(1) I think we should all collectively agree to ignore the LSTM results -- witho...

(1) I think we should all collectively agree to ignore the LSTM results -- without the model converging, it's impossible to say whether or not the bug that prevented convergence also affected speed. I can build an arbitrarily fast LSTM that doesn't converge in a few print statements. :-)

(2) Unless Google releases the specs to the h/w, I'd argue that cost is our best proxy. But if you assume that both Google and Amazon want to make a profit on their cloud rentals, it at least gives us a way to get to something we can normalize to (the V100's list price is public, though who knows how much Amazon pays). And, given that you can't buy a Cloud TPU, the price Google charges really is the meaningful answer. It doesn't tell us about fundamentals, but it's the right answer from a consumer standpoint.

I think it's a fair bigger-picture question to ask how we fairly and informatively benchmark cloud-only services in ways that we can not only get consumer-oriented price comparisons, but also learn from the underlying technical choices. The longer-term answer is that we beg Google to write a paper about TPUv2, as they (surprisingly!) did about TPUv1 -- because without that, we just get black box numbers combined with informed speculation based upon glossy board and heatsink photos.

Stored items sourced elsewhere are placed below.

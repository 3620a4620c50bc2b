//! Behavioural step modules registered with `rstest-bdd`.

pub mod definition_steps;
pub mod helpers;
pub mod outcome_steps;
//! Scalar values carried by properties.
//!
//! The merge engine only cares about a value's identity: its type tag, its
//! payload, and whether it is a resource or path reference. Resource values
//! keep a handle on the [`DefinitionSource`] they were declared in so an
//! exporter can still locate the referenced file after the value has been
//! cloned into the configuration tree.

mod consumer;

use std::fmt;
use std::hash::{Hash, Hasher};
use std::sync::Arc;

pub use consumer::ValueConsumer;

use crate::definition::DefinitionSource;

/// Type tag of a property value.
#[derive(Debug, Clone, Copy, PartialEq, Eq, Hash)]
#[non_exhaustive]
pub enum ValueType {
    /// Free text.
    String,
    /// Raw bytes, usually supplied as a resource.
    Binary,
    /// Signed 64-bit integer.
    Long,
    /// 64-bit float.
    Double,
    /// ISO-8601 timestamp kept as text.
    Date,
    /// `true` or `false`.
    Boolean,
    /// Qualified name such as `nt:unstructured`.
    Name,
    /// Repository path.
    Path,
    /// Hard reference by identifier.
    Reference,
    /// Weak reference by identifier.
    WeakReference,
    /// URI text.
    Uri,
    /// Arbitrary-precision decimal kept as text.
    Decimal,
}

impl fmt::Display for ValueType {
    fn fmt(&self, f: &mut fmt::Formatter<'_>) -> fmt::Result {
        let label = match self {
            Self::String => "string",
            Self::Binary => "binary",
            Self::Long => "long",
            Self::Double => "double",
            Self::Date => "date",
            Self::Boolean => "boolean",
            Self::Name => "name",
            Self::Path => "path",
            Self::Reference => "reference",
            Self::WeakReference => "weakreference",
            Self::Uri => "uri",
            Self::Decimal => "decimal",
        };
        f.write_str(label)
    }
}

/// Raw payload of a [`Value`].
#[derive(Debug, Clone)]
pub enum Payload {
    /// Textual payload, also used for dates, names, paths and resource references.
    Text(String),
    /// Integer payload.
    Long(i64),
    /// Floating point payload; compared bitwise.
    Double(f64),
    /// Boolean payload.
    Boolean(bool),
    /// Inline binary payload.
    Binary(Vec<u8>),
}

impl PartialEq for Payload {
    fn eq(&self, other: &Self) -> bool {
        match (self, other) {
            (Self::Text(a), Self::Text(b)) => a == b,
            (Self::Long(a), Self::Long(b)) => a == b,
            (Self::Double(a), Self::Double(b)) => a.to_bits() == b.to_bits(),
            (Self::Boolean(a), Self::Boolean(b)) => a == b,
            (Self::Binary(a), Self::Binary(b)) => a == b,
            _ => false,
        }
    }
}

impl Eq for Payload {}

impl Hash for Payload {
    fn hash<H: Hasher>(&self, state: &mut H) {
        std::mem::discriminant(self).hash(state);
        match self {
            Self::Text(text) => text.hash(state),
            Self::Long(number) => number.hash(state),
            Self::Double(number) => number.to_bits().hash(state),
            Self::Boolean(flag) => flag.hash(state),
            Self::Binary(bytes) => bytes.hash(state),
        }
    }
}

/// A typed scalar property value.
#[derive(Debug, Clone)]
pub struct Value {
    payload: Payload,
    value_type: ValueType,
    is_resource: bool,
    is_path: bool,
    source: Option<Arc<DefinitionSource>>,
}

impl Value {
    fn text(value_type: ValueType, text: impl Into<String>) -> Self {
        Self {
            payload: Payload::Text(text.into()),
            value_type,
            is_resource: false,
            is_path: false,
            source: None,
        }
    }

    /// A string value.
    #[must_use]
    pub fn string(text: impl Into<String>) -> Self {
        Self::text(ValueType::String, text)
    }

    /// A name value, as used by primary types and mixins.
    #[must_use]
    pub fn name(text: impl Into<String>) -> Self {
        Self::text(ValueType::Name, text)
    }

    /// A date value in ISO-8601 form.
    #[must_use]
    pub fn date(text: impl Into<String>) -> Self {
        Self::text(ValueType::Date, text)
    }

    /// A value of any textual type.
    #[must_use]
    pub fn typed_text(value_type: ValueType, text: impl Into<String>) -> Self {
        Self::text(value_type, text)
    }

    /// An integer value.
    #[must_use]
    pub const fn long(number: i64) -> Self {
        Self {
            payload: Payload::Long(number),
            value_type: ValueType::Long,
            is_resource: false,
            is_path: false,
            source: None,
        }
    }

    /// A floating point value.
    #[must_use]
    pub const fn double(number: f64) -> Self {
        Self {
            payload: Payload::Double(number),
            value_type: ValueType::Double,
            is_resource: false,
            is_path: false,
            source: None,
        }
    }

    /// A boolean value.
    #[must_use]
    pub const fn boolean(flag: bool) -> Self {
        Self {
            payload: Payload::Boolean(flag),
            value_type: ValueType::Boolean,
            is_resource: false,
            is_path: false,
            source: None,
        }
    }

    /// An inline binary value.
    #[must_use]
    pub const fn binary(bytes: Vec<u8>) -> Self {
        Self {
            payload: Payload::Binary(bytes),
            value_type: ValueType::Binary,
            is_resource: false,
            is_path: false,
            source: None,
        }
    }

    /// A value whose content lives in a resource file next to its source.
    #[must_use]
    pub fn resource(value_type: ValueType, resource_path: impl Into<String>) -> Self {
        Self {
            is_resource: true,
            ..Self::text(value_type, resource_path)
        }
    }

    /// A reference value expressed as a repository path.
    #[must_use]
    pub fn path_reference(value_type: ValueType, path: impl Into<String>) -> Self {
        Self {
            is_path: true,
            ..Self::text(value_type, path)
        }
    }

    /// Attaches the source the value was declared in.
    #[must_use]
    pub fn with_source(mut self, source: Arc<DefinitionSource>) -> Self {
        self.source = Some(source);
        self
    }

    /// The raw payload.
    #[must_use]
    pub const fn payload(&self) -> &Payload {
        &self.payload
    }

    /// The type tag.
    #[must_use]
    pub const fn value_type(&self) -> ValueType {
        self.value_type
    }

    /// Returns `true` when the payload is a resource reference.
    #[must_use]
    pub const fn is_resource(&self) -> bool {
        self.is_resource
    }

    /// Returns `true` when the payload is a path standing in for a reference.
    #[must_use]
    pub const fn is_path(&self) -> bool {
        self.is_path
    }

    /// The source the value was declared in, if known.
    #[must_use]
    pub fn source(&self) -> Option<&Arc<DefinitionSource>> {
        self.source.as_ref()
    }

    /// Renders the value as text. Never fails: binaries render lossily and
    /// resources render as their reference.
    #[must_use]
    pub fn as_string(&self) -> String {
        match &self.payload {
            Payload::Text(text) => text.clone(),
            Payload::Long(number) => number.to_string(),
            Payload::Double(number) => number.to_string(),
            Payload::Boolean(flag) => flag.to_string(),
            Payload::Binary(bytes) => String::from_utf8_lossy(bytes).into_owned(),
        }
    }

    /// Replaces the payload with a reference to `resource_path`.
    ///
    /// Used when exporting inline binaries or long strings to side files.
    pub fn make_resource(&mut self, resource_path: impl Into<String>) {
        self.payload = Payload::Text(resource_path.into());
        self.is_resource = true;
    }

    fn same_source(&self, other: &Self) -> bool {
        match (&self.source, &other.source) {
            (Some(a), Some(b)) => Arc::ptr_eq(a, b) || a.origin() == b.origin(),
            (None, None) => true,
            _ => false,
        }
    }
}

impl PartialEq for Value {
    fn eq(&self, other: &Self) -> bool {
        self.value_type == other.value_type
            && self.is_resource == other.is_resource
            && self.is_path == other.is_path
            && self.payload == other.payload
            && (!self.is_resource || self.same_source(other))
    }
}

impl Eq for Value {}

impl Hash for Value {
    fn hash<H: Hasher>(&self, state: &mut H) {
        self.value_type.hash(state);
        self.is_resource.hash(state);
        self.is_path.hash(state);
        self.payload.hash(state);
    }
}

impl fmt::Display for Value {
    fn fmt(&self, f: &mut fmt::Formatter<'_>) -> fmt::Result {
        f.write_str(&self.as_string())
    }
}

#[cfg(test)]
mod tests;
//! Lockstep - EEG Headset Bridge Firmware
//!
//! Reads a ThinkGear headset over UART, flashes an RGB LED once per
//! 64-sample cycle, and every 32 cycles plots the averaged response on an
//! OLED and streams it to the host.
//!
//! Everything runs in one cooperative loop: read a byte, feed it to the
//! bridge, service the flicker timer and any due report, yield.

#![no_std]
#![no_main]

use defmt::*;
use embassy_executor::Spawner;
use embassy_rp::bind_interrupts;
use embassy_rp::gpio::{Level, Output};
use embassy_rp::i2c::I2c;
use embassy_rp::peripherals::{UART0, UART1};
use embassy_rp::pwm::{self, Pwm};
use embassy_rp::uart::{BufferedInterruptHandler, Uart};
use static_cell::StaticCell;
use {defmt_rtt as _, panic_probe as _};

use lockstep_core::Bridge;
use lockstep_drivers::{Controller, GpioIndicator, HostLink, Oled, RgbLed};
use lockstep_hal::{Clock, UartRx};
use lockstep_hal_rp2040::pwm::PWM_TOP;
use lockstep_hal_rp2040::{i2c, uart};
use lockstep_hal_rp2040::{BlockingI2c, DutyChannel, EmbassyClock, GpioOutput, IoRx, IoTx};

mod board;

bind_interrupts!(struct Irqs {
    UART0_IRQ => BufferedInterruptHandler<UART0>;
    UART1_IRQ => BufferedInterruptHandler<UART1>;
});

// UART queues (must live forever)
static HEADSET_TX_BUF: StaticCell<[u8; 16]> = StaticCell::new();
static HEADSET_RX_BUF: StaticCell<[u8; board::HEADSET_RX_BUF]> = StaticCell::new();
static HOST_TX_BUF: StaticCell<[u8; board::HOST_TX_BUF]> = StaticCell::new();
static HOST_RX_BUF: StaticCell<[u8; 16]> = StaticCell::new();

/// Main entry point
#[embassy_executor::main]
async fn main(_spawner: Spawner) {
    info!("Lockstep firmware starting...");

    let p = embassy_rp::init(Default::default());
    let clock = EmbassyClock;
    info!("Peripherals initialized");

    // Headset link: only the receive half is used
    let headset = Uart::new_blocking(
        p.UART0,
        p.PIN_0,
        p.PIN_1,
        uart::to_rp_config(&board::HEADSET_UART),
    )
    .into_buffered(
        Irqs,
        HEADSET_TX_BUF.init([0u8; 16]),
        HEADSET_RX_BUF.init([0u8; board::HEADSET_RX_BUF]),
    );
    let (_, headset_rx) = headset.split();
    let mut headset = IoRx::new(headset_rx);
    info!(
        "Headset UART at {} baud, {} ms of RX headroom",
        board::HEADSET_UART.baudrate,
        board::HEADSET_RX_HEADROOM_MS
    );

    // Host link: only the transmit half is used
    let host = Uart::new_blocking(
        p.UART1,
        p.PIN_4,
        p.PIN_5,
        uart::to_rp_config(&board::HOST_UART),
    )
    .into_buffered(
        Irqs,
        HOST_TX_BUF.init([0u8; board::HOST_TX_BUF]),
        HOST_RX_BUF.init([0u8; 16]),
    );
    let (host_tx, _) = host.split();
    let mut host = HostLink::new(IoTx::new(host_tx));
    info!("Host UART at {} baud", board::HOST_UART.baudrate);

    // OLED
    let bus = I2c::new_blocking(
        p.I2C1,
        p.PIN_7,
        p.PIN_6,
        i2c::to_rp_config(&board::OLED_I2C),
    );
    let mut oled = Oled::with_controller(
        BlockingI2c::new(bus),
        board::OLED_ADDRESS,
        Controller::Ssd1306,
    );
    match oled.init() {
        Ok(()) => info!("OLED initialized"),
        // Acquisition and stimulus keep running without a display
        Err(e) => error!("OLED init failed: {}", e),
    }

    // RGB stimulus on three PWM outputs
    let mut pwm_config = pwm::Config::default();
    pwm_config.top = PWM_TOP;
    let (red, green) =
        Pwm::new_output_ab(p.PWM_SLICE5, p.PIN_10, p.PIN_11, pwm_config.clone()).split();
    let (blue, _) = Pwm::new_output_a(p.PWM_SLICE6, p.PIN_12, pwm_config).split();
    let rgb = RgbLed::new(
        DutyChannel::new(unwrap!(red)),
        DutyChannel::new(unwrap!(green)),
        DutyChannel::new(unwrap!(blue)),
    );

    // Quality LED
    let quality_led = GpioIndicator::new(
        GpioOutput::new(Output::new(p.PIN_25, Level::Low)),
        board::QUALITY_LED_INVERTED,
    );

    let mut bridge = Bridge::new(quality_led, rgb, clock.now_ms());
    info!("Entering poll loop");

    loop {
        let now = clock.now_ms();

        match headset.try_read_byte() {
            Ok(Some(byte)) => bridge.feed_byte(byte, now),
            Ok(None) => {}
            Err(e) => warn!("Headset UART error: {}", e),
        }

        match bridge.poll(now, &mut oled, &mut host) {
            Ok(Some(summary)) => {
                info!(
                    "Report #{}: {} range {}..{}",
                    summary.sequence, summary.header, summary.min, summary.max
                );
                debug!("Decoder: {}", bridge.decoder_stats());
                let packet = bridge.packet();
                debug!(
                    "Blink {} EEG power {}",
                    packet.blink_strength,
                    packet.eeg_power.bands()
                );
            }
            Ok(None) => {}
            Err(e) => warn!("Report failed: {}", e),
        }

        embassy_futures::yield_now().await;
    }
}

btw - the best current source of specs about TPUv2 was Jeff's NIPS talks: http://learningsys.org/nips17/assets/slides/dean-nips17.pdf

Which mentions a few details like 16GB HBM per chip with 600GB/s memory bandwidth.

(3) I agree completely with you that the comparisons are hard. I'm very glad the authors of the blog post are listening to the feedback they're getting here -- on the LSTM, on batch size comparisons, and about precision and being clear about which things they're measuring.

(Reminder disclosure: It's awkward talking about Google in the third person since they pay me part time, but I'm trying to take this discussion with my academic hat also. This nested series of disclaimers is an amusing commentary about how small the machine learning + systems community is.)